TASK TO COMPLETE | In the entries below, find the string "collections" and return each line holding it.

RECORDS TO USE |
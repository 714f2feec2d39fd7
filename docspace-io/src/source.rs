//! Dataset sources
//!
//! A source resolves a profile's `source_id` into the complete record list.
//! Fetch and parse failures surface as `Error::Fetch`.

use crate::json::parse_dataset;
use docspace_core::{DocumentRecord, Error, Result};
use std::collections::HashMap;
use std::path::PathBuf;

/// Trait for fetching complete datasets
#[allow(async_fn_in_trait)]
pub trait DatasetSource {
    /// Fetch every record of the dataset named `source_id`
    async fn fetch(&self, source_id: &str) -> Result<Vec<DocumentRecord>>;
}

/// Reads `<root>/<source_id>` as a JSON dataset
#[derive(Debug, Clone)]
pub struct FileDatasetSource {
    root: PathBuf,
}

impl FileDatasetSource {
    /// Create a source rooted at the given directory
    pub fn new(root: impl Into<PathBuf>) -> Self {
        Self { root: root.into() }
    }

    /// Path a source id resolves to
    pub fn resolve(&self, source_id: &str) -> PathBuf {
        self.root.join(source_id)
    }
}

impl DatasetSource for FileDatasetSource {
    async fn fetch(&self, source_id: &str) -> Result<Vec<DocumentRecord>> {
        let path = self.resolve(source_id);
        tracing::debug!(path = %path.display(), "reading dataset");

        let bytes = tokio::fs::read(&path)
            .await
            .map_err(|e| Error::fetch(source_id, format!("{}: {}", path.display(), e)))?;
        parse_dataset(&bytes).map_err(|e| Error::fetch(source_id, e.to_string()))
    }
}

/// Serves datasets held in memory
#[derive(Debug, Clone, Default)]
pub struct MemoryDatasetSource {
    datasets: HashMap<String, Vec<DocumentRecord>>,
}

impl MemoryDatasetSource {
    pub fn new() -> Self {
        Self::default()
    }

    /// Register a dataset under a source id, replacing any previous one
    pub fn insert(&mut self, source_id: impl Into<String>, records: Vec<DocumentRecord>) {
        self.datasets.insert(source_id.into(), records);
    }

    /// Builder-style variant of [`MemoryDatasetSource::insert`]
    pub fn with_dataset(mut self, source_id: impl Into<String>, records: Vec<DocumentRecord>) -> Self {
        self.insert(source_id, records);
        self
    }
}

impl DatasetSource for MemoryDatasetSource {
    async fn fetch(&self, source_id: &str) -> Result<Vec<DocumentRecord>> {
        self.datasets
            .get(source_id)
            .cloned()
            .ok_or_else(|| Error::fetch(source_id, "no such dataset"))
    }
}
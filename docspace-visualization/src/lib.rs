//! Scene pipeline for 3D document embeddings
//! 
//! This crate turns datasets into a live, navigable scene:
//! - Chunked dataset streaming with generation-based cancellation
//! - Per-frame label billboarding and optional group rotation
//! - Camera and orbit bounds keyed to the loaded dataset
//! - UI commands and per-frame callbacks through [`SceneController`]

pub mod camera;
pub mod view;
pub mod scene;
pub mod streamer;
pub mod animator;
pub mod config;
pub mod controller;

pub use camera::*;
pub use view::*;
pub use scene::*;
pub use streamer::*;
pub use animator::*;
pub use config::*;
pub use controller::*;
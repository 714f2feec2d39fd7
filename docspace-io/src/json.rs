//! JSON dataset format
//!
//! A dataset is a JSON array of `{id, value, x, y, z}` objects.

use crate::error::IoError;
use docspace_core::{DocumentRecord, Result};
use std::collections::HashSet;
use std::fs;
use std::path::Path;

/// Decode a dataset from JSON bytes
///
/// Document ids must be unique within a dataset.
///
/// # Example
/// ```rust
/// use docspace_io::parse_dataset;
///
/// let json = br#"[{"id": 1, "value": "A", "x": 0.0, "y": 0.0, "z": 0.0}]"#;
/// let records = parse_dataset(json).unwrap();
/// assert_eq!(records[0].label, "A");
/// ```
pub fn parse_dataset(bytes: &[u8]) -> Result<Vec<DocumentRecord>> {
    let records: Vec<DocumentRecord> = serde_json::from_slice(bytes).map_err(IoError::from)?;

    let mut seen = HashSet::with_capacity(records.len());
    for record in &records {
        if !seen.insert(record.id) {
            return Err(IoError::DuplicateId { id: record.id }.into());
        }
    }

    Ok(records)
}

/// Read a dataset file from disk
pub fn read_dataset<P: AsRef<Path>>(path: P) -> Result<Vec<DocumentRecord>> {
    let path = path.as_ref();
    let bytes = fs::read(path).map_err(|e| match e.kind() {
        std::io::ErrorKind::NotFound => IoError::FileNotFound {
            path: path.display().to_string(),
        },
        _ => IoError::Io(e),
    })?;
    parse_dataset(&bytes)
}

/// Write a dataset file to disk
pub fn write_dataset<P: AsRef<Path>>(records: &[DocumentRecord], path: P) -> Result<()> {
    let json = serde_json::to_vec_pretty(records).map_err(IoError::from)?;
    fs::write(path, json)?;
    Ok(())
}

ANSWER |
use std::collections::HashMap;
use std::collections::HashSet;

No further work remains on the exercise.